The signaling specificity of five purified G protein βγ dimers, β 1 γ 2 , β 2 γ 2 , β 3 γ 2 , β 4 γ 2 , and β 5 γ 2 , was explored by reconstituting them with G s α and receptors or effectors in the adenylyl cyclase cascade. The ability of the five βγ dimers to support receptor-α-βγ interactions was examined using membranes expressing the β 1 -adrenergic or A2a adenosine receptors. These receptors discriminated among the defined heterotrimers based solely on the β isoform. The β 4 γ 2 dimer demonstrated the highest coupling efficiency to either receptor. The β 5 γ 2 dimer coupled poorly to each receptor, with EC 50 values 40–200-fold higher than those observed with β 4 γ 2 . Strikingly, whereas the EC 50 of the β 1 γ 2 dimer at the β 1 -adrenergic receptor was similar to β 4 γ 2 , its EC 50 was 20-fold higher at the A2a adenosine receptor.
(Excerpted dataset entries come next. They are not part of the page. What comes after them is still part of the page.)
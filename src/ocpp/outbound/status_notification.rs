//! StatusNotification (spec §4.7): payload `{connectorId, status,
//! errorCode:"NoError", info:"", timestamp, vendorId:"", vendorErrorCode:""}`.

use rust_ocpp::v1_6::types::ChargePointErrorCode;
use serde_json::Value;

use crate::domain::ConnectorStatus;
use crate::support::time::now_iso8601;

fn wire_status(status: ConnectorStatus) -> &'static str {
    match status {
        ConnectorStatus::Available => "Available",
        ConnectorStatus::Charging => "Charging",
        ConnectorStatus::Unavailable => "Unavailable",
        ConnectorStatus::Finishing => "Finishing",
    }
}

pub fn payload(connector_id: u32, status: ConnectorStatus) -> Value {
    serde_json::json!({
        "connectorId": connector_id,
        "status": wire_status(status),
        "errorCode": serde_json::to_value(ChargePointErrorCode::NoError).unwrap_or_default(),
        "info": "",
        "timestamp": now_iso8601(),
        "vendorId": "",
        "vendorErrorCode": "",
    })
}

#[cfg(test)]
mod tests {
    use super::*;

    #[test]
    fn payload_reports_charging_status() {
        let value = payload(1, ConnectorStatus::Charging);
        assert_eq!(value["connectorId"], 1);
        assert_eq!(value["status"], "Charging");
        assert_eq!(value["errorCode"], "NoError");
    }
}
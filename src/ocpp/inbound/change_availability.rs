//! ChangeAvailability (spec §4.7, §4.4): `{connectorId, type}` → reply
//! Accepted, then apply the connector-model availability operation
//! (durable write, status cascade with the Operative/Available fix, and —
//! for connector 0 — cascade to connectors 1 and 2).

use std::sync::Arc;

use serde_json::Value;

use crate::domain::Availability;
use crate::engine::Engine;
use crate::support::ocpp_frame::OcppFrame;

pub async fn handle(engine: &Arc<Engine>, unique_id: &str, payload: Value) {
    let connector_id = payload
        .get("connectorId")
        .and_then(|v| v.as_u64())
        .map(|v| v as u32)
        .unwrap_or(0);
    let availability: Availability = payload
        .get("type")
        .and_then(|v| v.as_str())
        .and_then(|s| s.parse().ok())
        .unwrap_or(Availability::Operative);

    let reply = OcppFrame::CallResult {
        unique_id: unique_id.to_string(),
        payload: serde_json::json!({"status": "Accepted"}),
    };
    let _ = engine.send_frame(reply).await;

    engine.set_availability(connector_id, availability).await;
}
Inhibition of adenylyl cyclase type I (AC1) and stimulation of type II (AC2) by the βγ dimers were measured. βγ dimers containing Gβ 1–4 were able to stimulate AC2 similarly, and β 5 γ 2 was much less potent. β 1 γ 2 , β 2 γ 2 , and β 4 γ 2 inhibited AC1 equally; β 3 γ 2 was 10-fold less effective, and β 5 γ 2 had no effect. These data argue that the β isoform in the βγ dimer can determine the specificity of signaling at both receptors and effectors.